● Work instructions: Reproduce exactly the lines below, from the first through the one containing "pub fn next_batch(&mut", and nothing more.

● Material for this task:
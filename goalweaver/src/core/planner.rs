//! Batch selection over the goal graph.

use std::cmp::Ordering;
use std::fmt;
use std::sync::Arc;

use serde::{Deserialize, Serialize};
use serde_json::{Map, Value, json};

use crate::core::graph::{GoalGraph, GraphError};
use crate::core::types::{Goal, GoalStatus, PlanRewrite};

/// Comparator applied to the ready set before a batch is cut.
pub type GoalComparator = Arc<dyn Fn(&Goal, &Goal) -> Ordering + Send + Sync>;

/// Ordering of ready goals within a batch.
#[derive(Clone, Default)]
pub enum BatchOrder {
    /// Graph insertion order.
    #[default]
    Insertion,
    /// Higher priority first, then fewer dependencies.
    Priority,
    Custom(GoalComparator),
}

impl fmt::Debug for BatchOrder {
    fn fmt(&self, f: &mut fmt::Formatter<'_>) -> fmt::Result {
        match self {
            BatchOrder::Insertion => f.write_str("Insertion"),
            BatchOrder::Priority => f.write_str("Priority"),
            BatchOrder::Custom(_) => f.write_str("Custom(..)"),
        }
    }
}

/// Run signal fed to [`AdaptivePlanner::rewrite`].
#[derive(Debug, Clone, Default, PartialEq, Eq, Serialize, Deserialize)]
pub struct RewriteSignal {
    pub reason: String,
    pub failures: usize,
}

/// Wraps the goal graph and cuts bounded dispatch batches from its ready set.
#[derive(Debug, Default)]
pub struct AdaptivePlanner {
    graph: GoalGraph,
    order: BatchOrder,
}

impl AdaptivePlanner {
    pub fn new(graph: GoalGraph) -> Self {
        Self::with_order(graph, BatchOrder::default())
    }

    pub fn with_order(graph: GoalGraph, order: BatchOrder) -> Self {
        Self { graph, order }
    }

    pub fn graph(&self) -> &GoalGraph {
        &self.graph
    }

    pub fn graph_mut(&mut self) -> &mut GoalGraph {
        &mut self.graph
    }

    pub fn into_graph(self) -> GoalGraph {
        self.graph
    }

    /// Select up to `max_size` ready goals and mark them IN_PROGRESS.
    ///
    /// Goals beyond `max_size` stay READY for the next call. The returned
    /// goals are snapshots taken after the transition.
    pub fn next_batch(&mut self, max_size: usize) -> Result<Vec<Goal>, GraphError> {
        let mut ready: Vec<Goal> = self.graph.ready_set().into_iter().cloned().collect();
        // Stable sorts keep insertion order among ties.
        match &self.order {
            BatchOrder::Insertion => {}
            BatchOrder::Priority => ready.sort_by(|a, b| {
                b.priority
                    .cmp(&a.priority)
                    .then_with(|| a.dependencies.len().cmp(&b.dependencies.len()))
            }),
            BatchOrder::Custom(cmp) => ready.sort_by(|a, b| cmp(a, b)),
        }
        ready.truncate(max_size);

        for goal in &mut ready {
            self.graph.transition(&goal.id, GoalStatus::InProgress)?;
            goal.status = GoalStatus::InProgress;
        }
        Ok(ready)
    }

    /// Nothing is ready, nothing is running, yet the graph has not converged.
    pub fn is_stalled(&self) -> bool {
        self.graph.ready_set().is_empty()
            && self.graph.count(GoalStatus::InProgress) == 0
            && !self.graph.is_converged()
    }

    /// Suggest run-parameter changes for a signal. Failures shrink the batch.
    pub fn rewrite(&self, signal: &RewriteSignal) -> PlanRewrite {
        let reason = if signal.reason.is_empty() {
            "unknown"
        } else {
            signal.reason.as_str()
        };
        let mut changes = Map::new();
        if signal.failures > 0 {
            changes.insert("batch_size".to_string(), json!(2));
        }
        PlanRewrite {
            rationale: format!("Rewrite triggered by signal: {reason}"),
            changes,
        }
    }
}

/// Batch size proposed by a rewrite, if any.
pub fn rewritten_batch_size(rewrite: &PlanRewrite) -> Option<usize> {
    rewrite
        .changes
        .get("batch_size")
        .and_then(Value::as_u64)
        .and_then(|size| usize::try_from(size).ok())
}
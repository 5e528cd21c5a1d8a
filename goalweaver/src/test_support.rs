//! Builders and scripted agents shared by unit and integration tests.

use std::collections::{HashMap, HashSet};
use std::sync::{Arc, Mutex, PoisonError};
use std::time::Duration;

use anyhow::{Result, anyhow};
use async_trait::async_trait;

use crate::agents::{Agent, AgentContext, log_reflection};
use crate::core::types::{Goal, StepResult};
use crate::io::state_store::SharedStateStore;

/// Goal with a fixed id, title equal to the id, and the given dependencies.
pub fn goal(id: &str, deps: &[&str]) -> Goal {
    deps.iter()
        .fold(Goal::with_id(id, id), |goal, dep| goal.depends_on(*dep))
}

/// Store writing to `state.json` inside a fresh temp dir.
pub fn temp_store() -> (tempfile::TempDir, Arc<SharedStateStore>) {
    let temp = tempfile::tempdir().expect("tempdir");
    let store = Arc::new(SharedStateStore::new(temp.path().join("state.json")));
    (temp, store)
}

/// Agent whose behavior per goal id is scripted up front.
///
/// Unscripted goals succeed with content `done <id>`.
#[derive(Debug, Default)]
pub struct ScriptedAgent {
    name: String,
    fail: HashSet<String>,
    raise: HashSet<String>,
    panic: HashSet<String>,
    sleep: HashMap<String, Duration>,
    block: HashMap<String, Duration>,
    proposals: HashMap<String, Vec<Goal>>,
    success_metric: Option<String>,
    reflect: bool,
    calls: Mutex<Vec<String>>,
}

impl ScriptedAgent {
    pub fn new(name: &str) -> Self {
        Self {
            name: name.to_string(),
            ..Self::default()
        }
    }

    /// Return an unsuccessful result for `id`.
    pub fn fail_on(mut self, id: &str) -> Self {
        self.fail.insert(id.to_string());
        self
    }

    /// Return an error from `act` for `id`.
    pub fn raise_on(mut self, id: &str) -> Self {
        self.raise.insert(id.to_string());
        self
    }

    pub fn panic_on(mut self, id: &str) -> Self {
        self.panic.insert(id.to_string());
        self
    }

    pub fn sleep_on(mut self, id: &str, duration: Duration) -> Self {
        self.sleep.insert(id.to_string(), duration);
        self
    }

    /// Block the worker thread in `act` for `id` without yielding.
    pub fn block_on(mut self, id: &str, duration: Duration) -> Self {
        self.block.insert(id.to_string(), duration);
        self
    }

    pub fn propose(mut self, parent: &str, goals: Vec<Goal>) -> Self {
        self.proposals.insert(parent.to_string(), goals);
        self
    }

    /// Bump `metric` by one on every successful `act`.
    pub fn bump_on_success(mut self, metric: &str) -> Self {
        self.success_metric = Some(metric.to_string());
        self
    }

    /// Log a reflection note for every result.
    pub fn reflecting(mut self) -> Self {
        self.reflect = true;
        self
    }

    /// Calls in the order received, e.g. `act:g1`, `reflect:g1`.
    pub fn calls(&self) -> Vec<String> {
        self.calls
            .lock()
            .unwrap_or_else(PoisonError::into_inner)
            .clone()
    }

    fn record(&self, call: &str, goal: &Goal) {
        self.calls
            .lock()
            .unwrap_or_else(PoisonError::into_inner)
            .push(format!("{call}:{}", goal.id));
    }
}

#[async_trait]
impl Agent for ScriptedAgent {
    fn name(&self) -> &str {
        &self.name
    }

    async fn act(&self, goal: &Goal, ctx: &AgentContext) -> Result<StepResult> {
        self.record("act", goal);
        if let Some(duration) = self.sleep.get(&goal.id) {
            tokio::time::sleep(*duration).await;
        }
        if let Some(duration) = self.block.get(&goal.id) {
            std::thread::sleep(*duration);
        }
        if self.panic.contains(&goal.id) {
            panic!("scripted panic for {}", goal.id);
        }
        if self.raise.contains(&goal.id) {
            return Err(anyhow!("scripted failure for {}", goal.id));
        }
        if self.fail.contains(&goal.id) {
            return Ok(StepResult::failure(&goal.id, &self.name, "scripted unsuccessful result"));
        }
        if let Some(metric) = &self.success_metric {
            ctx.store.bump_metric(metric.as_str(), 1);
        }
        Ok(StepResult::success(
            &goal.id,
            &self.name,
            format!("done {}", goal.id),
        ))
    }

    async fn reflect(&self, goal: &Goal, result: &StepResult, ctx: &AgentContext) -> Result<()> {
        self.record("reflect", goal);
        if self.reflect {
            log_reflection(ctx, &self.name, goal, result);
        }
        Ok(())
    }

    async fn propose_subgoals(
        &self,
        goal: &Goal,
        _result: &StepResult,
        _ctx: &AgentContext,
    ) -> Result<Vec<Goal>> {
        self.record("propose", goal);
        Ok(self.proposals.get(&goal.id).cloned().unwrap_or_default())
    }
}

● Reply to the exercise:
filename goalweaver/src/core/planner.rs
//! Batch selection over the goal graph.

use std::cmp::Ordering;
use std::fmt;
use std::sync::Arc;

use serde::{Deserialize, Serialize};
use serde_json::{Map, Value, json};

use crate::core::graph::{GoalGraph, GraphError};
use crate::core::types::{Goal, GoalStatus, PlanRewrite};

/// Comparator applied to the ready set before a batch is cut.
pub type GoalComparator = Arc<dyn Fn(&Goal, &Goal) -> Ordering + Send + Sync>;

/// Ordering of ready goals within a batch.
#[derive(Clone, Default)]
pub enum BatchOrder {
    /// Graph insertion order.
    #[default]
    Insertion,
    /// Higher priority first, then fewer dependencies.
    Priority,
    Custom(GoalComparator),
}

impl fmt::Debug for BatchOrder {
    fn fmt(&self, f: &mut fmt::Formatter<'_>) -> fmt::Result {
        match self {
            BatchOrder::Insertion => f.write_str("Insertion"),
            BatchOrder::Priority => f.write_str("Priority"),
            BatchOrder::Custom(_) => f.write_str("Custom(..)"),
        }
    }
}

/// Run signal fed to [`AdaptivePlanner::rewrite`].
#[derive(Debug, Clone, Default, PartialEq, Eq, Serialize, Deserialize)]
pub struct RewriteSignal {
    pub reason: String,
    pub failures: usize,
}

/// Wraps the goal graph and cuts bounded dispatch batches from its ready set.
#[derive(Debug, Default)]
pub struct AdaptivePlanner {
    graph: GoalGraph,
    order: BatchOrder,
}

impl AdaptivePlanner {
    pub fn new(graph: GoalGraph) -> Self {
        Self::with_order(graph, BatchOrder::default())
    }

    pub fn with_order(graph: GoalGraph, order: BatchOrder) -> Self {
        Self { graph, order }
    }

    pub fn graph(&self) -> &GoalGraph {
        &self.graph
    }

    pub fn graph_mut(&mut self) -> &mut GoalGraph {
        &mut self.graph
    }

    pub fn into_graph(self) -> GoalGraph {
        self.graph
    }

    /// Select up to `max_size` ready goals and mark them IN_PROGRESS.
    ///
    /// Goals beyond `max_size` stay READY for the next call. The returned
    /// goals are snapshots taken after the transition.
    pub fn next_batch(&mut self, max_size: usize) -> Result<Vec<Goal>, GraphError> {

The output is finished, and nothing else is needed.